§ Supplied material:
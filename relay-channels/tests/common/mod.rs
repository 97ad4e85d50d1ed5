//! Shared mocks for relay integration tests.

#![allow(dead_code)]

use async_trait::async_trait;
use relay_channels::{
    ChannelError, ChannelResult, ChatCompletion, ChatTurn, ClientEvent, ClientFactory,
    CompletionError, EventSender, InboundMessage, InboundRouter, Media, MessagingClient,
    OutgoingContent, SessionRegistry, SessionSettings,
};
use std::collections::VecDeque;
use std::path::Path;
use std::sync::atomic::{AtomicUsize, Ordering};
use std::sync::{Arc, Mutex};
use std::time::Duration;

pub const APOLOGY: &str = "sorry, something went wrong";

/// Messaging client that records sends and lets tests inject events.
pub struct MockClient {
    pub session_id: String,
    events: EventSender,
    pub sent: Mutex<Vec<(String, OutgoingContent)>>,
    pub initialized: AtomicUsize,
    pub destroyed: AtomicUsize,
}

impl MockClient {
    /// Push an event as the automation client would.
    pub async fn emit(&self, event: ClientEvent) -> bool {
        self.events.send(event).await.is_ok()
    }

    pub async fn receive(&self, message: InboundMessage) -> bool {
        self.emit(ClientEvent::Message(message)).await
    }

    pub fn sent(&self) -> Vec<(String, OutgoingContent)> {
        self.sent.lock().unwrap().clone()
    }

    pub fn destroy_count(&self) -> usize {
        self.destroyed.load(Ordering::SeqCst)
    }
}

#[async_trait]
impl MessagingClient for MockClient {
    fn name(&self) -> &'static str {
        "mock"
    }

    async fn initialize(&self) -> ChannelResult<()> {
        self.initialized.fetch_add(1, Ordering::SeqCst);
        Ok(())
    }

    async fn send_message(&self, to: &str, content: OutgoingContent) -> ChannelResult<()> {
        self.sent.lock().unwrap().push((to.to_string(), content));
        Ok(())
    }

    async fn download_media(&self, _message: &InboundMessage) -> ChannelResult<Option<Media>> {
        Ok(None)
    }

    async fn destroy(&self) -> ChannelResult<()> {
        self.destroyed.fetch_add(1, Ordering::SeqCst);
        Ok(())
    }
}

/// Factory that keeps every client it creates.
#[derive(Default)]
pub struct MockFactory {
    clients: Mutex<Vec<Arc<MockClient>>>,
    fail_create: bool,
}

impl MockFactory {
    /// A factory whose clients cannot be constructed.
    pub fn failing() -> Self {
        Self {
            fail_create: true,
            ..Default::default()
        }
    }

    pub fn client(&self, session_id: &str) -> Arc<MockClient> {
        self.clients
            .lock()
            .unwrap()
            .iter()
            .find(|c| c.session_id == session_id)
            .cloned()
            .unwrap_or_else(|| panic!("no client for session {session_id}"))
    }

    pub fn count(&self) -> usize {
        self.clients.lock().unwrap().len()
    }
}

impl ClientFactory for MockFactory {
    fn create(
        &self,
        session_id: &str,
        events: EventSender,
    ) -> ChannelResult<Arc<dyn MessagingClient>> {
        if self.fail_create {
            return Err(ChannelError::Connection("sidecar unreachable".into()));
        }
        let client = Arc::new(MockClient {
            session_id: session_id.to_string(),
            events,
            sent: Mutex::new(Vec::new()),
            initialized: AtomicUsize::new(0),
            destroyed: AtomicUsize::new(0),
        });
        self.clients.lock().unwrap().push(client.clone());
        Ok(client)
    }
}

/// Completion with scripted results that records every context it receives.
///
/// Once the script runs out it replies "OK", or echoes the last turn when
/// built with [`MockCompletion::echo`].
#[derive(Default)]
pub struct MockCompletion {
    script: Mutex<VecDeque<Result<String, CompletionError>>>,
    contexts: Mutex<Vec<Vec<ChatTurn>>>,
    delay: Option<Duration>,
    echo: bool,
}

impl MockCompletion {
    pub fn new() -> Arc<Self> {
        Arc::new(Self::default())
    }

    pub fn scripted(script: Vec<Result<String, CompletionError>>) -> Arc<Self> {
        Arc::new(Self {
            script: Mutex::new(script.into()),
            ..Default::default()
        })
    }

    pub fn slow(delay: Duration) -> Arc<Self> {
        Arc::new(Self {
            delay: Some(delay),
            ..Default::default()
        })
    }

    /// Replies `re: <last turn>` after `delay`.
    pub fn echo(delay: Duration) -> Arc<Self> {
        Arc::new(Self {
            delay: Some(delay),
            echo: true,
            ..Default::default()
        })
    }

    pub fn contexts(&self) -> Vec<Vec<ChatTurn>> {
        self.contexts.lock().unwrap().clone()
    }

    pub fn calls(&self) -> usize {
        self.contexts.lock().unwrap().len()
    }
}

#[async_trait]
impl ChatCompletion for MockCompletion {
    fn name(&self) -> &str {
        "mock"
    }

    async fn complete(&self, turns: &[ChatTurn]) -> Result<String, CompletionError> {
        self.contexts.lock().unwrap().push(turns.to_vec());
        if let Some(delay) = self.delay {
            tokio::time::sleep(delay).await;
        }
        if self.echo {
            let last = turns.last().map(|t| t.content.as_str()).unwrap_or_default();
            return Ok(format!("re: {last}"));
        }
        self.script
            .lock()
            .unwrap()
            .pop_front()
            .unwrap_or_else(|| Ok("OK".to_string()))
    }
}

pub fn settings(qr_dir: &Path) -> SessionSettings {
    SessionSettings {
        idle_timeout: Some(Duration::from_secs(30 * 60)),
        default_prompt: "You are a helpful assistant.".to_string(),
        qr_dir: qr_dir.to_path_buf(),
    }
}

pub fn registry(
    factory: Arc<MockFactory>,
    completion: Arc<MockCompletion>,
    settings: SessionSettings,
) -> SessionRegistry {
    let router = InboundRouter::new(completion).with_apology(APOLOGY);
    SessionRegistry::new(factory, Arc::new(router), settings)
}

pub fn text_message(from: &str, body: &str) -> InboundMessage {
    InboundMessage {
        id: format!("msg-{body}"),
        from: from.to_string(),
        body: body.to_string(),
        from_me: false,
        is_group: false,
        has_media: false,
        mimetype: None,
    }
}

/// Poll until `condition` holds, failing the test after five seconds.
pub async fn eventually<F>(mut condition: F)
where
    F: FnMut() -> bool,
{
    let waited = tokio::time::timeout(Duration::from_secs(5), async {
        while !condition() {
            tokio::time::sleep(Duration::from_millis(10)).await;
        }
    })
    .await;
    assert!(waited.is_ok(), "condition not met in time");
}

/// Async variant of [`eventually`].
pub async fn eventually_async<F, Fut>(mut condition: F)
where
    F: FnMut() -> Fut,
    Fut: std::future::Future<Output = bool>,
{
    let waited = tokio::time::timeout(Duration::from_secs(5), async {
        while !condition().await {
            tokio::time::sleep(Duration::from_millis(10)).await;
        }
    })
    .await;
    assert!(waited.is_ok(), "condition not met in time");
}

§ Exercise prompt: Print, unaltered, every line from the beginning of the material down to the line with "use std::path::Path;".

§ Your solution:
filename relay-channels/tests/common/mod.rs
repository 97ad4e85d50d1ed5
//! Shared mocks for relay integration tests.

#![allow(dead_code)]

use async_trait::async_trait;
use relay_channels::{
    ChannelError, ChannelResult, ChatCompletion, ChatTurn, ClientEvent, ClientFactory,
    CompletionError, EventSender, InboundMessage, InboundRouter, Media, MessagingClient,
    OutgoingContent, SessionRegistry, SessionSettings,
};
use std::collections::VecDeque;
use std::path::Path;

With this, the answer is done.